How to implement a ground fog GLSL shader

Question

I'm trying to implement a ground fog shader for my terrain rendering engine. The technique is described in this article: http://www.iquilezles.org/www/articles/fog/fog.htm

The idea is to consider the ray going from the camera to the fragment and integrate the fog density function along this ray.

Here's my shader code:

#version 330 core
in vec2 UV;
in vec3 posw;

out vec3 color;

uniform sampler2D tex;

uniform vec3 ambientLightColor;
uniform vec3 camPos;

const vec3 FogBaseColor = vec3(1., 1., 1.);

void main()
{
    vec3 light = ambientLightColor;
    vec TexBaseColor = texture(tex,UV).rgb;

    //***************************FOG********************************************
    vec3 camFrag = posw - camPos;
    float distance = length(camFrag);
    float a = 0.02;
    float b = 0.01;

    float fogAmount = a * exp(-camPos.z*b) * ( 1.0-exp( -distance*camFrag.z*b ) ) / (b*camFrag.z);
    color = mix( light*TexBaseColor, light*FogBaseColor, fogAmount );
}

The first thing is that I don't understand how to choose a and b and what are their physical role in the fog density function.

Then, the result is not what I expect… I have a ground fog but the transition of fogAmount from 0 to 1 is always centered at the camera altitude. I've tried a lot of different a and b but when I don't have a transition at camera altitude, I either have a full fogged or not fogged at all terrain.

I checked the data I use and everything's correct:

• camPos.z is the altitude of my camera
• camFrag.z is the vertical component of the vector going from the camera to the fragment

I can't get to understand what part of the equation cause this.

Any idea about this ?

EDIT : Here's the effect I'm looking for : image1 image2

Answer 1

This is a pretty standard application of atmospheric scattering.

It is discussed under the umbrella of volumetric lighting usually, which involves transmittance of light through different media (e.g. smoke, air, water). In cutting-edge shader-based graphics, this can be achieved in real-time using ray-marching or if there is only one uniform participating medium (as it is in this case -- the fog only applies to air), simplified to integration over some distance.
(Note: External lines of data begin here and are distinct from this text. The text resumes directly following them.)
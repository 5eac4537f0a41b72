use std::fmt;

use tracing::debug;

#[derive(Debug, Clone, PartialEq, Eq)]
pub enum LifecycleEvent {
    PuzzleActivated { id: String },
    PuzzleSolved { id: String },
    GameComplete,
}

#[derive(Debug, Clone, Copy, PartialEq, Eq, Hash)]
pub enum LifecycleEventKind {
    PuzzleActivated,
    PuzzleSolved,
    GameComplete,
}

impl LifecycleEvent {
    pub fn kind(&self) -> LifecycleEventKind {
        match self {
            Self::PuzzleActivated { .. } => LifecycleEventKind::PuzzleActivated,
            Self::PuzzleSolved { .. } => LifecycleEventKind::PuzzleSolved,
            Self::GameComplete => LifecycleEventKind::GameComplete,
        }
    }

    /// Wire name, e.g. `puzzle:solved`.
    pub fn name(&self) -> &'static str {
        self.kind().name()
    }

    pub fn puzzle_id(&self) -> Option<&str> {
        match self {
            Self::PuzzleActivated { id } | Self::PuzzleSolved { id } => Some(id),
            Self::GameComplete => None,
        }
    }
}

impl LifecycleEventKind {
    pub fn name(self) -> &'static str {
        match self {
            Self::PuzzleActivated => "puzzle:activated",
            Self::PuzzleSolved => "puzzle:solved",
            Self::GameComplete => "game:complete",
        }
    }
}

impl fmt::Display for LifecycleEvent {
    fn fmt(&self, f: &mut fmt::Formatter<'_>) -> fmt::Result {
        match self.puzzle_id() {
            Some(id) => write!(f, "{} {{id: {id}}}", self.name()),
            None => f.write_str(self.name()),
        }
    }
}

#[derive(Debug, Clone, Copy, PartialEq, Eq, PartialOrd, Ord, Hash)]
pub struct SubscriptionId(pub u64);

pub type EventHandler = Box<dyn FnMut(&LifecycleEvent)>;

#[derive(Debug, Clone, Copy, Default, PartialEq, Eq)]
pub struct LifecycleEventCounts {
    pub total: u32,
    pub puzzle_activated: u32,
    pub puzzle_solved: u32,
    pub game_complete: u32,
}

impl LifecycleEventCounts {
    fn record(&mut self, kind: LifecycleEventKind) {
        self.total = self.total.saturating_add(1);
        match kind {
            LifecycleEventKind::PuzzleActivated => {
                self.puzzle_activated = self.puzzle_activated.saturating_add(1)
            }
            LifecycleEventKind::PuzzleSolved => {
                self.puzzle_solved = self.puzzle_solved.saturating_add(1)
            }
            LifecycleEventKind::GameComplete => {
                self.game_complete = self.game_complete.saturating_add(1)
            }
        }
    }
}

struct Subscription {
    id: SubscriptionId,
    kind: Option<LifecycleEventKind>,
    handler: EventHandler,
}

/// Synchronous lifecycle event channel. `publish` runs every matching
/// handler, in subscription order, before it returns.
///
/// Published events are also kept for the current frame so the driver can
/// report them; `finish_frame` rolls them into per-kind counts.
#[derive(Default)]
pub struct EventBus {
    next_id: u64,
    subscriptions: Vec<Subscription>,
    current_frame_events: Vec<LifecycleEvent>,
    last_frame_counts: LifecycleEventCounts,
}

impl EventBus {
    pub fn new() -> Self {
        Self::default()
    }

    pub fn subscribe(
        &mut self,
        kind: LifecycleEventKind,
        handler: impl FnMut(&LifecycleEvent) + 'static,
    ) -> SubscriptionId {
        self.add_subscription(Some(kind), Box::new(handler))
    }

    pub fn subscribe_all(
        &mut self,
        handler: impl FnMut(&LifecycleEvent) + 'static,
    ) -> SubscriptionId {
        self.add_subscription(None, Box::new(handler))
    }

    pub fn unsubscribe(&mut self, id: SubscriptionId) -> bool {
        let before = self.subscriptions.len();
        self.subscriptions.retain(|subscription| subscription.id != id);
        before != self.subscriptions.len()
    }

    pub fn publish(&mut self, event: LifecycleEvent) {
        debug!(event = event.name(), puzzle = ?event.puzzle_id(), "lifecycle_event");
        let kind = event.kind();
        for subscription in &mut self.subscriptions {
            if subscription.kind.map_or(true, |wanted| wanted == kind) {
                (subscription.handler)(&event);
            }
        }
        self.current_frame_events.push(event);
    }

    /// Drops every subscriber and the current frame's record.
    pub fn clear(&mut self) {
        self.subscriptions.clear();
        self.current_frame_events.clear();
    }

    pub fn subscriber_count(&self) -> usize {
        self.subscriptions.len()
    }

    pub fn iter_emitted_so_far(&self) -> impl Iterator<Item = &LifecycleEvent> {
        self.current_frame_events.iter()
    }

    pub fn finish_frame(&mut self) -> Vec<LifecycleEvent> {
        let mut counts = LifecycleEventCounts::default();
        for event in &self.current_frame_events {
            counts.record(event.kind());
        }
        self.last_frame_counts = counts;
        std::mem::take(&mut self.current_frame_events)
    }

    pub fn last_frame_counts(&self) -> LifecycleEventCounts {
        self.last_frame_counts
    }

    fn add_subscription(
        &mut self,
        kind: Option<LifecycleEventKind>,
        handler: EventHandler,
    ) -> SubscriptionId {
        let id = SubscriptionId(self.next_id);
        self.next_id = self.next_id.saturating_add(1);
        self.subscriptions.push(Subscription { id, kind, handler });
        id
    }
}

impl fmt::Debug for EventBus {
    fn fmt(&self, f: &mut fmt::Formatter<'_>) -> fmt::Result {
        f.debug_struct("EventBus")
            .field("subscribers", &self.subscriptions.len())
            .field("current_frame_events", &self.current_frame_events)
            .field("last_frame_counts", &self.last_frame_counts)
            .finish()
    }
}

#[cfg(test)]
mod tests {
    use std::cell::RefCell;
    use std::rc::Rc;

    use super::*;

    fn solved(id: &str) -> LifecycleEvent {
        LifecycleEvent::PuzzleSolved { id: id.to_string() }
    }

    #[test]
    fn events_use_wire_names() {
        assert_eq!(
            LifecycleEvent::PuzzleActivated { id: "a".into() }.name(),
            "puzzle:activated"
        );
        assert_eq!(solved("a").name(), "puzzle:solved");
        assert_eq!(LifecycleEvent::GameComplete.name(), "game:complete");
        assert_eq!(solved("gate").to_string(), "puzzle:solved {id: gate}");
    }

    #[test]
    fn publish_reaches_matching_subscribers_synchronously() {
        let mut bus = EventBus::new();
        let seen = Rc::new(RefCell::new(Vec::new()));
        let solved_only = Rc::clone(&seen);
        let everything = Rc::clone(&seen);
        bus.subscribe(LifecycleEventKind::PuzzleSolved, move |event| {
            solved_only.borrow_mut().push(format!("solved_only:{event}"))
        });
        bus.subscribe_all(move |event| everything.borrow_mut().push(format!("all:{event}")));

        bus.publish(LifecycleEvent::GameComplete);
        assert_eq!(seen.borrow().len(), 1);
        bus.publish(solved("lever"));

        assert_eq!(
            seen.borrow().as_slice(),
            [
                "all:game:complete".to_string(),
                "solved_only:puzzle:solved {id: lever}".to_string(),
                "all:puzzle:solved {id: lever}".to_string(),
            ]
        );
    }

    #[test]
    fn unsubscribe_stops_delivery() {
        let mut bus = EventBus::new();
        let count = Rc::new(RefCell::new(0));
        let counter = Rc::clone(&count);
        let id = bus.subscribe_all(move |_| *counter.borrow_mut() += 1);

        bus.publish(solved("a"));
        assert!(bus.unsubscribe(id));
        assert!(!bus.unsubscribe(id));
        bus.publish(solved("b"));

        assert_eq!(*count.borrow(), 1);
        assert_eq!(bus.subscriber_count(), 0);
    }

    #[test]
    fn finish_frame_counts_and_drains_events() {
        let mut bus = EventBus::new();
        bus.publish(LifecycleEvent::PuzzleActivated { id: "a".into() });
        bus.publish(solved("a"));
        bus.publish(LifecycleEvent::GameComplete);
        assert_eq!(bus.iter_emitted_so_far().count(), 3);

        let drained = bus.finish_frame();

        assert_eq!(drained.len(), 3);
        assert_eq!(bus.iter_emitted_so_far().count(), 0);
        let counts = bus.last_frame_counts();
        assert_eq!(counts.total, 3);
        assert_eq!(counts.puzzle_solved, 1);
        assert_eq!(counts.game_complete, 1);
    }
}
Ordinarily you would ray-march through participating media in order to determine the properties of light transfer, but this application is simplified to assume a medium that has well-defined distribution characteristics and that is where the coefficients you are confused about come from. The density of fog varies exponentially with distance, and this is what b is controlling, likewise it also varies with altitude (not shown in the equation directly below).

   
_{(source: iquilezles.org)}

What this article introduces to the discussion, however, are poorly named coefficients a and b. These control in-scattering and extinction. The author repeatedly refers to the extinction coefficient as extintion, which really makes no sense to me - hopefully this is just because English was not the author's native language. Extinction can be thought of as how quickly light is absorbed, and it describes the opacity of a medium. If you want a more theoretical basis for all of this, have a look at the following paper.

With this in mind, take another look at the code from your article:

vec3 applyFog( in vec3  rgb,      // original color of the pixel
               in float distance, // camera to point distance
               in vec3  rayOri,   // camera position
               in vec3  rayDir )  // camera to point vector
{
    float fogAmount = c*exp(-rayOri.y*b)*(1.0-exp(-distance*rayDir.y*b))/rayDir.y;
    vec3  fogColor  = vec3(0.5,0.6,0.7);
    return mix( rgb, fogColor, fogAmount );
}

You can see that c in this code actually a from the original equation.

More importantly, there is an additional expression here:

   

This additional expression controls the density with respect to altitude. Judging by your implementation of the shader, you have not correctly implemented the second expression. camFrag.z is very likely not altitude, but rather depth. Furthermore, I do not understand why you are multiplying it by the b coefficient.

Answer 2

I found a method that gives the result I was looking for.

The method is described in this article of Eric Lengyel: http://www.terathon.com/lengyel/Lengyel-UnifiedFog.pdf

It explains how to create a fog layer with density and altitude parameters. You can fly through it, it progressively blends all the geometry above the fog.